The issues with my cancer are also manageable. Since I started on my hormone therapy, I have been comfortable, and my PSA has been where it was supposed to be. My oncologist is happy. I had some issues with iron, and my iron is where it is supposed to be. I had some adjustments to make to the thought of living with cancer. I had to adjust to the idea where I am right now is that I am living with cancer, and not dying of cancer. We’ll see where that goes, but I am blessed to have everything currently stable. I have a Support Group.. I think I said something about how it is as much Bible Study as it is Support Group, but they are good guys and we do listen to each other.
And so I am finally getting back to step one. On Monday, I will be getting a new right knee. I’ve actually been preparing for it for weeks. The resistance training that I was doing because of my cancer medications has been good for it. I had time to get physical therapy, and that also has helped. My physical therapist is very positive about how this is going to go. He said something very interesting: immediately after the surgery, I won’t have the pain I’ve been living with. I will have a whole different set of pains as ligaments and tendons adjust to positions they hadn’t been in in a long time, and as I recover from a major incision. And, nicely enough, all around me are friends and neighbors telling me how they had them done years ago, and they’ve felt great about it.

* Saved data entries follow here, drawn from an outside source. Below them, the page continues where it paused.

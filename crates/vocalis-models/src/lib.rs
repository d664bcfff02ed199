//! Model discovery, hub cache and downloads for vocalis
//!
//! Every model family is served by a [`HubRegistry`] describing itself
//! through [`ModelFamily`], paired with a lifecycle manager in a
//! [`FamilyExecutor`].

pub mod cache;
pub mod card;
pub mod catalog;
pub mod download;
pub mod error;
pub mod executor;
pub mod filter;
pub mod hub;
pub mod registry;
pub mod weights;

pub use cache::{CachedRepo, HubCache};
pub use card::ModelCard;
pub use catalog::{CatalogClient, ModelStream, RemoteModel};
pub use download::{AuxiliaryAsset, DownloadStatus};
pub use error::ModelError;
pub use executor::FamilyExecutor;
pub use filter::ModelFilter;
pub use hub::HubRegistry;
pub use registry::{find_file, require_file, ModelFamily, ModelRegistry};
pub use weights::{read_json, MappedWeights};
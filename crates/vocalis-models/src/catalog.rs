//! Remote model catalog client (Hugging Face Hub API)

use std::pin::Pin;

use chrono::{DateTime, Utc};
use futures::stream::{self, Stream, TryStreamExt};
use reqwest::header::{HeaderMap, AUTHORIZATION, LINK};
use reqwest::{RequestBuilder, Response, StatusCode};
use secrecy::{ExposeSecret, SecretString};
use serde::Deserialize;
use tracing::debug;
use vocalis_core::{ModelMetadata, ModelTask};

use crate::card::ModelCard;
use crate::error::ModelError;

/// Boxed stream of catalog records
pub type ModelStream<T> = Pin<Box<dyn Stream<Item = Result<T, ModelError>> + Send>>;

/// One entry of the model listing
#[derive(Debug, Clone, Deserialize)]
#[serde(rename_all = "camelCase")]
pub struct RemoteModel {
    pub id: String,
    pub created_at: Option<DateTime<Utc>>,
    pub card_data: Option<ModelCard>,
    #[serde(default)]
    pub tags: Vec<String>,
    #[serde(default, rename = "pipeline_tag")]
    pub pipeline_tag: Option<String>,
    #[serde(default, rename = "library_name")]
    pub library_name: Option<String>,
}

impl RemoteModel {
    /// Creation time in unix seconds (0 if unknown)
    pub fn created(&self) -> i64 {
        self.created_at.map(|t| t.timestamp()).unwrap_or(0)
    }

    /// Standard metadata record; `None` without card data or creation time
    pub fn metadata(&self, task: ModelTask) -> Option<ModelMetadata> {
        let card = self.card_data.as_ref()?;
        let created = self.created_at?.timestamp();
        Some(ModelMetadata::new(
            self.id.clone(),
            created,
            card.language.clone(),
            task,
        ))
    }
}

/// LFS details of a repo file
#[derive(Debug, Clone, Deserialize)]
pub struct LfsInfo {
    pub sha256: String,
    pub size: u64,
}

/// A file in a model repo
#[derive(Debug, Clone, Deserialize)]
pub struct Sibling {
    pub rfilename: String,
    #[serde(default)]
    pub size: Option<u64>,
    #[serde(default)]
    pub lfs: Option<LfsInfo>,
}

/// Single-model details
#[derive(Debug, Clone, Deserialize)]
pub struct RemoteModelInfo {
    pub id: String,
    /// Commit the `main` ref points at
    pub sha: String,
    #[serde(default)]
    pub siblings: Vec<Sibling>,
}

/// Model catalog HTTP client
#[derive(Clone)]
pub struct CatalogClient {
    endpoint: String,
    client: reqwest::Client,
    token: Option<SecretString>,
}

impl CatalogClient {
    /// Create a client for `endpoint` (e.g. "https://huggingface.co")
    pub fn new(endpoint: &str, token: Option<SecretString>) -> Result<Self, ModelError> {
        let client = reqwest::Client::builder()
            .user_agent(concat!("vocalis/", env!("CARGO_PKG_VERSION")))
            .build()
            .map_err(|e| ModelError::DownloadFailed(e.to_string()))?;

        Ok(Self {
            endpoint: endpoint.trim_end_matches('/').to_string(),
            client,
            token,
        })
    }

    pub fn endpoint(&self) -> &str {
        &self.endpoint
    }

    /// List models matching `query`, following `Link: rel="next"` pages
    /// lazily. Each call issues a fresh query.
    pub fn list_models(&self, query: Vec<(String, String)>) -> ModelStream<RemoteModel> {
        let client = self.clone();
        let mut first = query;
        first.push(("cardData".to_string(), "true".to_string()));

        let pages = stream::try_unfold(Cursor::Start(first), move |cursor| {
            let client = client.clone();
            async move { client.fetch_page(cursor).await }
        });

        Box::pin(
            pages
                .map_ok(|page| stream::iter(page.into_iter().map(Ok::<_, ModelError>)))
                .try_flatten(),
        )
    }

    async fn fetch_page(
        &self,
        cursor: Cursor,
    ) -> Result<Option<(Vec<RemoteModel>, Cursor)>, ModelError> {
        let request = match cursor {
            Cursor::Start(query) => self
                .get(&format!("{}/api/models", self.endpoint))
                .query(&query),
            Cursor::Next(url) => self.get(&url),
            Cursor::Done => return Ok(None),
        };

        let response = check_status(request.send().await?, "model listing")?;
        let next = next_link(response.headers());
        let page: Vec<RemoteModel> = response.json().await?;
        debug!("Fetched catalog page with {} models", page.len());

        let cursor = next.map(Cursor::Next).unwrap_or(Cursor::Done);
        Ok(Some((page, cursor)))
    }

    /// Details and file list of one model. `ModelNotFound` on 404.
    pub async fn model_info(&self, model_id: &str) -> Result<RemoteModelInfo, ModelError> {
        let url = format!("{}/api/models/{}", self.endpoint, model_id);
        let response = self.get(&url).query(&[("blobs", "true")]).send().await?;
        if response.status() == StatusCode::NOT_FOUND {
            return Err(ModelError::ModelNotFound(model_id.to_string()));
        }
        Ok(check_status(response, model_id)?.json().await?)
    }

    /// URL of one file at a revision
    pub fn resolve_url(&self, model_id: &str, revision: &str, filename: &str) -> String {
        format!("{}/{}/resolve/{}/{}", self.endpoint, model_id, revision, filename)
    }

    /// GET a file, returning the streaming response
    pub async fn fetch(&self, url: &str) -> Result<Response, ModelError> {
        let response = self.get(url).send().await?;
        check_status(response, url)
    }

    /// GET a file hosted outside the catalog. The catalog token is not sent.
    pub async fn fetch_asset(&self, url: &str) -> Result<Response, ModelError> {
        let response = self.client.get(url).send().await?;
        check_status(response, url)
    }

    fn get(&self, url: &str) -> RequestBuilder {
        let request = self.client.get(url);
        match &self.token {
            Some(token) => request.header(AUTHORIZATION, format!("Bearer {}", token.expose_secret())),
            None => request,
        }
    }
}

enum Cursor {
    Start(Vec<(String, String)>),
    Next(String),
    Done,
}

fn check_status(response: Response, what: &str) -> Result<Response, ModelError> {
    let status = response.status();
    if status.is_success() {
        Ok(response)
    } else {
        Err(ModelError::DownloadFailed(format!("{what}: HTTP error: {status}")))
    }
}

/// Extract the `rel="next"` target of a `Link` header
fn next_link(headers: &HeaderMap) -> Option<String> {
    let link = headers.get(LINK)?.to_str().ok()?;
    link.split(',').find_map(|part| {
        let (target, params) = part.split_once(';')?;
        let is_next = params
            .split(';')
            .any(|p| matches!(p.trim(), "rel=\"next\"" | "rel=next"));
        if !is_next {
            return None;
        }
        let url = target.trim().strip_prefix('<')?.strip_suffix('>')?;
        Some(url.to_string())
    })
}

#[cfg(test)]
mod tests {
    use super::*;
    use reqwest::header::HeaderValue;

    #[test]
    fn test_next_link() {
        let mut headers = HeaderMap::new();
        headers.insert(
            LINK,
            HeaderValue::from_static(
                "<https://huggingface.co/api/models?cursor=abc>; rel=\"next\", <https://huggingface.co/api/models>; rel=\"first\"",
            ),
        );
        assert_eq!(
            next_link(&headers).as_deref(),
            Some("https://huggingface.co/api/models?cursor=abc")
        );

        headers.insert(LINK, HeaderValue::from_static("<https://x/api/models>; rel=\"prev\""));
        assert_eq!(next_link(&headers), None);
        assert_eq!(next_link(&HeaderMap::new()), None);
    }

    #[test]
    fn test_remote_model_json() {
        let model: RemoteModel = serde_json::from_str(
            r#"{
                "id": "Systran/faster-whisper-small",
                "createdAt": "2023-11-23T09:00:00.000Z",
                "cardData": {"language": ["en", "de"], "library_name": "ctranslate2"},
                "tags": ["ctranslate2", "audio"],
                "pipeline_tag": "automatic-speech-recognition"
            }"#,
        )
        .unwrap();
        assert_eq!(model.created(), 1700730000);
        let metadata = model.metadata(ModelTask::AutomaticSpeechRecognition).unwrap();
        assert_eq!(metadata.owned_by, "Systran");
        assert_eq!(metadata.language, vec!["en", "de"]);
        assert_eq!(model.pipeline_tag.as_deref(), Some("automatic-speech-recognition"));

        let bare: RemoteModel = serde_json::from_str(r#"{"id": "org/bare"}"#).unwrap();
        assert_eq!(bare.created(), 0);
        assert!(bare.metadata(ModelTask::TextToSpeech).is_none());
    }

    #[test]
    fn test_model_info_json() {
        let info: RemoteModelInfo = serde_json::from_str(
            r#"{
                "id": "org/m",
                "sha": "0123abcd",
                "siblings": [
                    {"rfilename": "README.md", "size": 10},
                    {"rfilename": "model.bin", "size": 4, "lfs": {"sha256": "ff", "size": 4, "pointerSize": 130}}
                ]
            }"#,
        )
        .unwrap();
        assert_eq!(info.sha, "0123abcd");
        assert_eq!(info.siblings[1].lfs.as_ref().unwrap().sha256, "ff");
        assert!(info.siblings[0].lfs.is_none());
    }

    #[test]
    fn test_resolve_url() {
        let client = CatalogClient::new("http://127.0.0.1:1/", None).unwrap();
        assert_eq!(
            client.resolve_url("org/m", "main", "config.json"),
            "http://127.0.0.1:1/org/m/resolve/main/config.json"
        );
    }
}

That doesn’t mean that it hasn’t been difficult. I have been pushing myself to be as ready physically for this as I can be. I have support from Karen and from others to be as cared for us I can be. I have been prayed for, and I am being prayed for.
At the same time, I’m getting into a different part of the ritual. Tonight and every night until the surgery I am washing my legs with antiseptic soap. Karen has been on a tear, making sure that my room is as clean and my bathroom is sanitized as possible. All of this is people working to help me do well.
It feels kind of odd to think that my Lenten discipline was expressed more on exercise machines than in prayer. I talked to God a lot, and I watched a lot of Bible study videos on YouTube. - the ones that makes sense for an Episcopalian. I have gotten this far by God’s grace, and with God’s help. I just haven’t used a lot of the more traditional ways of working with God.
And now, I am praying and trusting for God to be with me when I go to the hospital on Monday morning. That I do believe.